Material provided below:
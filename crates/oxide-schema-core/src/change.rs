//! Change vocabulary.
//!
//! A closed set of atomic schema changes. Every change embeds the full
//! before/after data it needs, so a renderer can turn it into SQL without
//! going back to the models it was computed from.

use std::fmt;

use serde::{Deserialize, Serialize};

use crate::model::{Column, Database, ForeignKey, Index, Table};
use crate::names::NameMatch;

/// All atomic changes the comparator can produce.
#[derive(Debug, Clone, PartialEq, Eq, Serialize, Deserialize)]
#[serde(tag = "kind", rename_all = "snake_case")]
pub enum Change {
    /// Create a table (without its foreign keys).
    AddTable(AddTable),
    /// Drop a table.
    RemoveTable(RemoveTable),
    /// Add a column to an existing table.
    AddColumn(AddColumn),
    /// Drop a column.
    RemoveColumn(RemoveColumn),
    /// Redefine a column's type, size, nullability, default or
    /// auto-increment.
    ColumnDefinitionChange(ColumnDefinitionChange),
    /// Add a primary key to a table without one.
    AddPrimaryKey(AddPrimaryKey),
    /// Drop the primary key.
    RemovePrimaryKey(RemovePrimaryKey),
    /// Replace the primary key with one over different columns.
    PrimaryKeyChange(PrimaryKeyChange),
    /// Create an index.
    AddIndex(AddIndex),
    /// Drop an index.
    RemoveIndex(RemoveIndex),
    /// Add a foreign key constraint.
    AddForeignKey(AddForeignKey),
    /// Drop a foreign key constraint.
    RemoveForeignKey(RemoveForeignKey),
}

/// Create a table.
#[derive(Debug, Clone, PartialEq, Eq, Serialize, Deserialize)]
pub struct AddTable {
    /// The new table. Its foreign keys are added by separate
    /// [`AddForeignKey`] changes once every table exists.
    pub table: Table,
}

/// Drop a table.
#[derive(Debug, Clone, PartialEq, Eq, Serialize, Deserialize)]
pub struct RemoveTable {
    /// The table as it existed before removal.
    pub table: Table,
}

/// Add a column.
#[derive(Debug, Clone, PartialEq, Eq, Serialize, Deserialize)]
pub struct AddColumn {
    /// Table name.
    pub table: String,
    /// The new column.
    pub column: Column,
    /// Column the new one follows; `None` when it becomes the first.
    #[serde(default, skip_serializing_if = "Option::is_none")]
    pub previous_column: Option<String>,
    /// Column the new one precedes; `None` when it is appended at the end.
    #[serde(default, skip_serializing_if = "Option::is_none")]
    pub next_column: Option<String>,
}

impl AddColumn {
    /// Returns `true` if the column is appended after every existing
    /// column.
    #[must_use]
    pub fn is_at_end(&self) -> bool {
        self.next_column.is_none()
    }
}

/// Drop a column.
#[derive(Debug, Clone, PartialEq, Eq, Serialize, Deserialize)]
pub struct RemoveColumn {
    /// Table name.
    pub table: String,
    /// The dropped column.
    pub column: Column,
}

/// Redefine a column.
#[derive(Debug, Clone, PartialEq, Eq, Serialize, Deserialize)]
pub struct ColumnDefinitionChange {
    /// Table name.
    pub table: String,
    /// Definition before the change.
    pub old: Column,
    /// Definition after the change.
    pub new: Column,
}

/// Add a primary key.
#[derive(Debug, Clone, PartialEq, Eq, Serialize, Deserialize)]
pub struct AddPrimaryKey {
    /// Table name.
    pub table: String,
    /// Key columns in key order.
    pub columns: Vec<String>,
}

/// Drop the primary key.
#[derive(Debug, Clone, PartialEq, Eq, Serialize, Deserialize)]
pub struct RemovePrimaryKey {
    /// Table name.
    pub table: String,
    /// Columns of the dropped key.
    pub columns: Vec<String>,
}

/// Replace the primary key.
#[derive(Debug, Clone, PartialEq, Eq, Serialize, Deserialize)]
pub struct PrimaryKeyChange {
    /// Table name.
    pub table: String,
    /// Columns of the current key.
    pub old_columns: Vec<String>,
    /// Columns of the new key.
    pub new_columns: Vec<String>,
}

/// Create an index.
#[derive(Debug, Clone, PartialEq, Eq, Serialize, Deserialize)]
pub struct AddIndex {
    /// Table name.
    pub table: String,
    /// The new index.
    pub index: Index,
}

/// Drop an index.
#[derive(Debug, Clone, PartialEq, Eq, Serialize, Deserialize)]
pub struct RemoveIndex {
    /// Table name.
    pub table: String,
    /// The dropped index.
    pub index: Index,
}

/// Add a foreign key.
#[derive(Debug, Clone, PartialEq, Eq, Serialize, Deserialize)]
pub struct AddForeignKey {
    /// Owning table name.
    pub table: String,
    /// The new constraint.
    pub foreign_key: ForeignKey,
}

/// Drop a foreign key.
#[derive(Debug, Clone, PartialEq, Eq, Serialize, Deserialize)]
pub struct RemoveForeignKey {
    /// Owning table name.
    pub table: String,
    /// The dropped constraint.
    pub foreign_key: ForeignKey,
}

/// Discriminant of a [`Change`], for logging and filtering.
#[derive(Debug, Clone, Copy, PartialEq, Eq, Hash, Serialize, Deserialize)]
#[serde(rename_all = "snake_case")]
pub enum ChangeKind {
    /// [`Change::AddTable`].
    AddTable,
    /// [`Change::RemoveTable`].
    RemoveTable,
    /// [`Change::AddColumn`].
    AddColumn,
    /// [`Change::RemoveColumn`].
    RemoveColumn,
    /// [`Change::ColumnDefinitionChange`].
    ColumnDefinitionChange,
    /// [`Change::AddPrimaryKey`].
    AddPrimaryKey,
    /// [`Change::RemovePrimaryKey`].
    RemovePrimaryKey,
    /// [`Change::PrimaryKeyChange`].
    PrimaryKeyChange,
    /// [`Change::AddIndex`].
    AddIndex,
    /// [`Change::RemoveIndex`].
    RemoveIndex,
    /// [`Change::AddForeignKey`].
    AddForeignKey,
    /// [`Change::RemoveForeignKey`].
    RemoveForeignKey,
}

impl ChangeKind {
    /// Returns the snake_case name of the kind.
    #[must_use]
    pub const fn as_str(self) -> &'static str {
        match self {
            Self::AddTable => "add_table",
            Self::RemoveTable => "remove_table",
            Self::AddColumn => "add_column",
            Self::RemoveColumn => "remove_column",
            Self::ColumnDefinitionChange => "column_definition_change",
            Self::AddPrimaryKey => "add_primary_key",
            Self::RemovePrimaryKey => "remove_primary_key",
            Self::PrimaryKeyChange => "primary_key_change",
            Self::AddIndex => "add_index",
            Self::RemoveIndex => "remove_index",
            Self::AddForeignKey => "add_foreign_key",
            Self::RemoveForeignKey => "remove_foreign_key",
        }
    }
}

impl fmt::Display for ChangeKind {
    fn fmt(&self, f: &mut fmt::Formatter<'_>) -> fmt::Result {
        f.write_str(self.as_str())
    }
}

impl Change {
    /// Returns the kind of this change.
    #[must_use]
    pub const fn kind(&self) -> ChangeKind {
        match self {
            Self::AddTable(_) => ChangeKind::AddTable,
            Self::RemoveTable(_) => ChangeKind::RemoveTable,
            Self::AddColumn(_) => ChangeKind::AddColumn,
            Self::RemoveColumn(_) => ChangeKind::RemoveColumn,
            Self::ColumnDefinitionChange(_) => ChangeKind::ColumnDefinitionChange,
            Self::AddPrimaryKey(_) => ChangeKind::AddPrimaryKey,
            Self::RemovePrimaryKey(_) => ChangeKind::RemovePrimaryKey,
            Self::PrimaryKeyChange(_) => ChangeKind::PrimaryKeyChange,
            Self::AddIndex(_) => ChangeKind::AddIndex,
            Self::RemoveIndex(_) => ChangeKind::RemoveIndex,
            Self::AddForeignKey(_) => ChangeKind::AddForeignKey,
            Self::RemoveForeignKey(_) => ChangeKind::RemoveForeignKey,
        }
    }

    /// Name of the table the change applies to.
    #[must_use]
    pub fn table_name(&self) -> &str {
        match self {
            Self::AddTable(c) => &c.table.name,
            Self::RemoveTable(c) => &c.table.name,
            Self::AddColumn(c) => &c.table,
            Self::RemoveColumn(c) => &c.table,
            Self::ColumnDefinitionChange(c) => &c.table,
            Self::AddPrimaryKey(c) => &c.table,
            Self::RemovePrimaryKey(c) => &c.table,
            Self::PrimaryKeyChange(c) => &c.table,
            Self::AddIndex(c) => &c.table,
            Self::RemoveIndex(c) => &c.table,
            Self::AddForeignKey(c) => &c.table,
            Self::RemoveForeignKey(c) => &c.table,
        }
    }

    /// The foreign key carried by an add/remove foreign key change.
    #[must_use]
    pub const fn foreign_key(&self) -> Option<&ForeignKey> {
        match self {
            Self::AddForeignKey(c) => Some(&c.foreign_key),
            Self::RemoveForeignKey(c) => Some(&c.foreign_key),
            _ => None,
        }
    }

    /// The index carried by an add/remove index change.
    #[must_use]
    pub const fn index(&self) -> Option<&Index> {
        match self {
            Self::AddIndex(c) => Some(&c.index),
            Self::RemoveIndex(c) => Some(&c.index),
            _ => None,
        }
    }
}

impl fmt::Display for Change {
    fn fmt(&self, f: &mut fmt::Formatter<'_>) -> fmt::Result {
        match self {
            Self::AddTable(c) => write!(
                f,
                "add table {} ({} columns)",
                c.table.name,
                c.table.columns.len()
            ),
            Self::RemoveTable(c) => write!(f, "remove table {}", c.table.name),
            Self::AddColumn(c) => {
                write!(f, "add column {}.{} {}", c.table, c.column.name, c.column.type_display())?;
                if c.column.required {
                    f.write_str(" NOT NULL")?;
                }
                if let Some(ref default) = c.column.default {
                    write!(f, " DEFAULT {default}")?;
                }
                if c.column.auto_increment {
                    f.write_str(" AUTO_INCREMENT")?;
                }
                if let Some(ref next) = c.next_column {
                    write!(f, " before {next}")?;
                }
                Ok(())
            }
            Self::RemoveColumn(c) => write!(f, "remove column {}.{}", c.table, c.column.name),
            Self::ColumnDefinitionChange(c) => write!(
                f,
                "redefine column {}.{} {} -> {}",
                c.table,
                c.new.name,
                c.old.type_display(),
                c.new.type_display()
            ),
            Self::AddPrimaryKey(c) => {
                write!(f, "add primary key {} ({})", c.table, c.columns.join(", "))
            }
            Self::RemovePrimaryKey(c) => {
                write!(f, "remove primary key {} ({})", c.table, c.columns.join(", "))
            }
            Self::PrimaryKeyChange(c) => write!(
                f,
                "change primary key {} ({}) -> ({})",
                c.table,
                c.old_columns.join(", "),
                c.new_columns.join(", ")
            ),
            Self::AddIndex(c) => write!(f, "add index {} on {}", c.index.label(), c.table),
            Self::RemoveIndex(c) => write!(f, "remove index {} on {}", c.index.label(), c.table),
            Self::AddForeignKey(c) => {
                write!(f, "add foreign key {} on {}", c.foreign_key.label(), c.table)
            }
            Self::RemoveForeignKey(c) => {
                write!(f, "remove foreign key {} on {}", c.foreign_key.label(), c.table)
            }
        }
    }
}

impl Table {
    /// Replays a change on this table.
    ///
    /// Table-level changes ([`Change::AddTable`], [`Change::RemoveTable`])
    /// are ignored here; use [`Database::apply`] for those.
    pub fn apply(&mut self, change: &Change, names: NameMatch) {
        match change {
            Change::AddTable(_) | Change::RemoveTable(_) => {}
            Change::AddColumn(c) => {
                let position = c
                    .next_column
                    .as_deref()
                    .and_then(|next| self.column_index(next, names))
                    .unwrap_or(self.columns.len());
                self.columns.insert(position, c.column.clone());
            }
            Change::RemoveColumn(c) => {
                if let Some(position) = self.column_index(&c.column.name, names) {
                    self.columns.remove(position);
                }
            }
            Change::ColumnDefinitionChange(c) => {
                if let Some(position) = self.column_index(&c.old.name, names) {
                    self.columns[position] = c.new.clone();
                }
            }
            Change::AddPrimaryKey(AddPrimaryKey { columns, .. })
            | Change::PrimaryKeyChange(PrimaryKeyChange {
                new_columns: columns,
                ..
            }) => {
                for column in &mut self.columns {
                    column.primary_key = names.contains(columns, &column.name);
                }
            }
            Change::RemovePrimaryKey(_) => {
                for column in &mut self.columns {
                    column.primary_key = false;
                }
            }
            Change::AddIndex(c) => self.indexes.push(c.index.clone()),
            Change::RemoveIndex(c) => {
                let position = self
                    .indexes
                    .iter()
                    .position(|i| {
                        i.same_as(&c.index, names)
                            && names.matches_opt(i.name.as_deref(), c.index.name.as_deref())
                    })
                    .or_else(|| self.indexes.iter().position(|i| i.same_as(&c.index, names)));
                if let Some(position) = position {
                    self.indexes.remove(position);
                }
            }
            Change::AddForeignKey(c) => self.foreign_keys.push(c.foreign_key.clone()),
            Change::RemoveForeignKey(c) => {
                if let Some(position) = self
                    .foreign_keys
                    .iter()
                    .position(|fk| fk.same_as(&c.foreign_key, names))
                {
                    self.foreign_keys.remove(position);
                }
            }
        }
    }
}

impl Database {
    /// Replays a change on this database.
    pub fn apply(&mut self, change: &Change, names: NameMatch) {
        match change {
            Change::AddTable(c) => self.tables.push(c.table.clone()),
            Change::RemoveTable(c) => {
                self.tables.retain(|t| !names.matches(&t.name, &c.table.name));
            }
            other => {
                if let Some(table) = self.find_table_mut(other.table_name(), names) {
                    table.apply(other, names);
                }
            }
        }
    }

    /// Replays a sequence of changes in order.
    pub fn apply_all<'a>(
        &mut self,
        changes: impl IntoIterator<Item = &'a Change>,
        names: NameMatch,
    ) {
        for change in changes {
            self.apply(change, names);
        }
    }
}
End of Material provided.
In the entries above, find each line that has the word "Some". Copy it.

▶ **Solution to the exercise**:
            Self::AddForeignKey(c) => Some(&c.foreign_key),
            Self::RemoveForeignKey(c) => Some(&c.foreign_key),
            Self::AddIndex(c) => Some(&c.index),
            Self::RemoveIndex(c) => Some(&c.index),
                if let Some(ref default) = c.column.default {
                if let Some(ref next) = c.next_column {
                if let Some(position) = self.column_index(&c.column.name, names) {
                if let Some(position) = self.column_index(&c.old.name, names) {
                if let Some(position) = position {
                if let Some(position) = self
                if let Some(table) = self.find_table_mut(other.table_name(), names) {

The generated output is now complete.